Nella fattispecie la disposizione censurata, dettata in materia di utilizzazione delle acque, contiene anche il divieto assoluto di realizzazione, negli argini fluviali, di qualsivoglia manufatto per la produzione di energia idroelettrica, senza neppure prevedere, come eccezione, la possibilità di realizzare opere compatibili con l’esigenza, in particolare, di prevenire rischi idrogeologici.

I richiamati principi fondamentali della materia richiedono all’opposto che la produzione di energia idroelettrica sia favorita e quindi con essi è incompatibile una norma regionale, quale quella censurata, che ne faccia divieto in alcuni siti ponendo una prescrizione assoluta di immodificabilità, nella specie, degli argini fluviali.

La competenza regionale in materia di utilizzazione delle acque non legittima tale divieto assoluto, ma comporta solo che il favore che assiste la produzione dell’energia idroelettrica debba essere bilanciato, nell’apposito procedimento, con le esigenze sottese alla competenza regionale in materia di acque.

Pertanto, la reductio ad legitimitatem della disposizione censurata comporta che la possibilità di realizzazione di manufatti negli argini fluviali sia bilanciata dall’esigenza di prevenire ogni rischio idrogeologico.

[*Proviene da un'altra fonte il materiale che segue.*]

use std::collections::HashMap;

use tracing::trace;

use crate::interpreter::value::core::Value;

/// The single mapping of names to values that every template unit executes
/// against.
///
/// Units loaded into the same [`Context`](crate::interpreter::evaluator::core::Context)
/// share it: a name bound by one unit is visible to every unit that runs
/// after it, and a later binding of the same name replaces the earlier one.
///
/// # Example
/// ```
/// use stencil::interpreter::{namespace::Namespace, value::core::Value};
///
/// let mut namespace = Namespace::default();
/// namespace.insert("a", Value::Integer(1));
/// namespace.insert("a", Value::Integer(2));
///
/// assert_eq!(namespace.get("a"), Some(&Value::Integer(2)));
/// assert!(namespace.get("b").is_none());
/// ```
#[derive(Debug, Default)]
pub struct Namespace {
    bindings: HashMap<String, Value>,
}

impl Namespace {
    /// Looks up a binding.
    #[must_use]
    pub fn get(&self, name: &str) -> Option<&Value> {
        self.bindings.get(name)
    }

    /// Looks up a binding for in-place update.
    pub fn get_mut(&mut self, name: &str) -> Option<&mut Value> {
        self.bindings.get_mut(name)
    }

    /// Binds `name`, replacing any previous binding.
    pub fn insert(&mut self, name: &str, value: Value) {
        if self.bindings.insert(name.to_string(), value).is_some() {
            trace!(name, "namespace binding replaced");
        }
    }

    /// Tells whether `name` is bound.
    #[must_use]
    pub fn contains(&self, name: &str) -> bool {
        self.bindings.contains_key(name)
    }

    /// Returns the number of bindings.
    #[must_use]
    pub fn len(&self) -> usize {
        self.bindings.len()
    }

    /// Returns `true` if nothing is bound.
    #[must_use]
    pub fn is_empty(&self) -> bool {
        self.bindings.is_empty()
    }
}
use stencil::{RenderOptions, render_source};

fn render(src: &str) -> Result<String, stencil::error::Error> {
    render_source(src, &RenderOptions::default()).map(|rendered| rendered.output)
}

fn assert_success(src: &str) {
    let script = format!("{src}\nfn render() {{ return \"\" }}");
    if let Err(e) = render(&script) {
        panic!("Script failed: {e}");
    }
}

fn assert_failure(src: &str) {
    let script = format!("{src}\nfn render() {{ return \"\" }}");
    if render(&script).is_ok() {
        panic!("Script succeeded but was expected to fail")
    }
}

fn assert_renders(src: &str, expected: &str) {
    match render(src) {
        Ok(output) => assert_eq!(output, expected, "unexpected output for:\n{src}"),
        Err(e) => panic!("Template failed: {e}"),
    }
}

#[test]
fn assignment_and_basic_arithmetic() {
    assert_success("x = 1 + 2\nassert(x == 3)");
    assert_success("x = 7 * 9\nassert(x == 63)");
    assert_success("x = 8 - 5\nassert(x == 3)");
    assert_success("x = 10 / 4\nassert(x == 2.5)");
    assert_success("x = 10 / 2\nassert(x == 5)");
    assert_success("assert(-7 % 3 == 2)");
    assert_success("assert(7 % -3 == -2)");
    assert_success("assert(2 + 3 * 4 == 14)");
    assert_success("assert((2 + 3) * 4 == 20)");
}

#[test]
fn compound_assignment() {
    assert_success("x = 1\nx += 2\nx *= 3\nx -= 1\nassert(x == 8)");
    assert_success("s = \"a\"\ns += \"b\"\nassert(s == \"ab\")");
    assert_success("x = 9\nx /= 2\nassert(x == 4.5)");
}

#[test]
fn arithmetic_errors() {
    assert_failure("x = 1 / 0");
    assert_failure("x = 1 % 0");
    assert_failure("x = 9223372036854775807 + 1");
    assert_failure("x = \"a\" - 1");
    assert_failure("x = none + 1");
}

#[test]
fn strings_and_lists() {
    assert_success("assert(\"ab\" * 3 == \"ababab\")");
    assert_success("assert([1, 2] + [3] == [1, 2, 3])");
    assert_success("assert(len(\"héllo\") == 5)");
    assert_success("assert(\"ell\" in \"hello\")");
    assert_success("assert(2 in [1, 2, 3])");
    assert_success("assert(!(4 in [1, 2, 3]))");
    assert_success("xs = [1, 2, 3]\nassert(xs[-1] == 3)\nassert(\"abc\"[1] == \"b\")");
    assert_success("assert(join(\"-\", [\"a\", 1, none]) == \"a-1-none\")");
    assert_success("assert(upper(\"ab\") == \"AB\")\nassert(strip(\"  x \") == \"x\")");
    assert_failure("xs = [1]\ny = xs[1]");
}

#[test]
fn repetition() {
    assert_success("assert([1, 2] * 2 == [1, 2, 1, 2])");
    assert_success("assert(3 * [\"a\"] == [\"a\", \"a\", \"a\"])");
    assert_success("assert([1] * -2 == [])\nassert(\"ab\" * 0 == \"\")");
    assert_success("assert(len([] * 9223372036854775807) == 0)");
}

#[test]
fn oversized_sequences_fail() {
    assert_failure("x = \"ab\" * 9223372036854775807");
    assert_failure("x = [1] * 9223372036854775807");
    assert_failure("x = range(9223372036854775807)");
    assert_failure("x = range(-9223372036854775807, 9223372036854775807)");
}

#[test]
fn lists_have_value_semantics() {
    assert_success("a = [1, 2]\nb = a\nb[0] = 9\nassert(a[0] == 1)\nassert(b == [9, 2])");
}

#[test]
fn string_escapes_and_triple_quotes() {
    assert_success("assert(len(\"a\\nb\") == 3)");
    assert_success("assert(\"it's\" == 'it\\'s')");
    assert_success("s = \"\"\"one\ntwo\"\"\"\nassert(len(s) == 7)");
}

#[test]
fn conditionals_and_logic() {
    assert_success("x = 3\nif x > 2 { y = 1 } else { y = 2 }\nassert(y == 1)");
    assert_success("x = 0\nif x > 2 { y = 1 } else if x == 0 { y = 3 } else { y = 2 }\nassert(y == 3)");
    assert_success("assert((true ? 1 : 2) == 1)");
    assert_success("assert((none or \"d\") == \"d\")");
    assert_success("assert((0 and boom) == 0)");
    assert_success("assert(!\"\")\nassert(![])\nassert([0])");
}

#[test]
fn loops() {
    assert_success("total = 0\nfor i in range(5) { total += i }\nassert(total == 10)");
    assert_success("out = \"\"\nfor c in \"abc\" { out = c + out }\nassert(out == \"cba\")");
    assert_success("i = 0\nwhile true {\n  i += 1\n  if i == 3 { break }\n}\nassert(i == 3)");
    assert_success("n = 0\nfor i in range(1, 6) {\n  if i % 2 == 0 { continue }\n  n += i\n}\nassert(n == 9)");
    assert_failure("for i in 3 { x = i }");
}

#[test]
fn functions_and_lambdas() {
    assert_success("fn add(a, b) { return a + b }\nassert(add(2, 3) == 5)");
    assert_success("double = fn(x) => x * 2\nassert(double(4) == 8)");
    assert_success("fn fact(n) { return n <= 1 ? 1 : n * fact(n - 1) }\nassert(fact(5) == 120)");
    assert_success("fn make(k) { return fn(x) => x + k }\nassert(make(10)(5) == 15)");
    assert_failure("fn f(a) { return a }\nf(1, 2)");
    assert_failure("fn f(a, a) { return a }");
    assert_failure("x = 3\nx()");
}

#[test]
fn runaway_recursion_fails() {
    assert_failure("fn f(n) { return f(n + 1) }\nf(0)");
    assert_success("fn down(n) { return n == 0 ? 0 : down(n - 1) }\nassert(down(50) == 0)");
}

#[test]
fn deep_nesting_is_a_syntax_error() {
    let parens = format!("x = {}1{}", "(".repeat(1000), ")".repeat(1000));
    assert_failure(&parens);
    assert_failure(&format!("x = {}1", "-".repeat(1000)));
    assert_success(&format!("x = {}1{}", "(".repeat(20), ")".repeat(20)));
}

#[test]
fn locals_do_not_leak() {
    assert_success("fn f() { tmp = 1\nreturn tmp }\nf()\nassert(!(\"tmp\" in []))");
    assert_failure("fn f() { tmp = 1\nreturn tmp }\nf()\ny = tmp");
}

#[test]
fn misplaced_control_flow_fails() {
    assert_failure("break");
    assert_failure("return 1");
    assert_failure("fn f() { continue }\nf()");
}

#[test]
fn syntax_errors() {
    assert_failure("x = (1 + 2");
    assert_failure("x = \"unterminated");
    assert_failure("x = 1 2");
    assert_failure("}");
    assert_failure("x = @");
}

#[test]
fn conversions() {
    assert_success("assert(int(\"42\") == 42)\nassert(int(3.9) == 3)\nassert(int(true) == 1)");
    assert_success("assert(str(1.0) == \"1.0\")\nassert(str([\"a\", 1]) == \"[\\\"a\\\", 1]\")");
    assert_success("assert(repr(\"a\") == \"\\\"a\\\"\")");
    assert_failure("int(\"4.5x\")");
    assert_failure("assert(false, \"message\")");
}

#[test]
fn implicit_emission_gathers_expression_statements() {
    assert_renders("a = \"A\"\nfn render() { 1; \" Render a={{a}}.\" }", "1 Render a=A.");
    assert_renders("fn render() {\n  1\n  none\n  \"x\"\n}", "1x");
    assert_renders("fn render() {\n  x = 5\n  \"\"\n}", "");
}

#[test]
fn interpolation_nests_and_stringifies() {
    assert_renders("fn f(s) { return \"<\" + s + \">\" }\nx = 1\nfn render() { \"a{{f('{{x}}')}}b\" }",
                   "a<1>b");
    assert_renders("fn render() { \"{{ [1, 'b'] }}|{{none}}|{{true}}|{{2.0}}\" }",
                   "[1, \"b\"]|none|true|2.0");
    assert_renders("fn render() { \"{{ }}x\" }", "x");
}

#[test]
fn comments_inside_literals_are_removed() {
    assert_renders("fn render() { \"\"\"a ## hidden {{oops\nb\"\"\" }", "a \nb");
}

#[test]
fn nested_gathering_calls_compose() {
    assert_renders("fn item(x) { \"<{{x}}>\" }\nfn render() {\n  for i in range(3) { item(i) }\n}",
                   "<0><1><2>");
    assert_renders("fn inner() { \"in\" }\nfn render() {\n  s = inner()\n  \"[\" + s + \"]\"\n}",
                   "[in]");
}

#[test]
fn explicit_return_wins_over_gathered_text() {
    assert_renders("fn render() {\n  \"dropped\"\n  return \"kept\"\n}", "kept");
}

#[test]
fn reserved_functions_do_not_gather() {
    assert_renders("fn __helper__() {\n  \"from helper\"\n  return 1\n}\nfn render() {\n  \"a \"\n  __helper__()\n}",
                   "a from helper1");
}

#[test]
fn decorate_is_exposed_and_idempotent() {
    assert_renders("fn render() {\n  g = decorate(decorate(fn() => \"v\"))\n  g()\n}", "v");
    assert_success("assert(decorate(len) == len)");
}

#[test]
fn interpolation_errors_fail_the_unit() {
    assert_failure("x = \"a{{b\"");
    assert_failure("x = \"a}}b\"");
    assert_failure("x = \"{{{{x}}\"");
    assert_failure("x = \"{{ 1 + }}\"");
}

9. – In conclusione, assorbiti gli altri parametri evocati dal Tribunale superiore rimettente, va dichiarata l’illegittimità costituzionale dell’art. 18, comma 3, della legge regionale n. 11 del 2015 nella parte in cui non consente la costruzione, all’interno della struttura degli argini dei corsi d’acqua, di manufatti per la realizzazione di impianti di produzione di energia idroelettrica compatibili con le esigenze di prevenzione dei rischi idrogeologici.

Per Questi Motivi

LA CORTE COSTITUZIONALE

dichiara l’illegittimità costituzionale dell’art. 18, comma 3, della legge della Regione autonoma Friuli-Venezia Giulia 29 aprile 2015, n. 11 (Disciplina organica in materia di difesa del suolo e di utilizzazione delle acque), nella parte in cui non consente la costruzione, all’interno della struttura degli argini dei corsi d’acqua, di manufatti per la realizzazione di impianti di produzione di energia idroelettrica compatibili con le esigenze di prevenzione dei rischi idrogeologici.

Così deciso in Roma, nella sede della Corte costituzionale, Palazzo della Consulta, il 22 maggio 2019.

F.to:

Giorgio LATTANZI, Presidente
Giovanni AMOROSO, Redattore

Roberto MILANA, Cancelliere

Depositata in Cancelleria il 19 giugno 2019.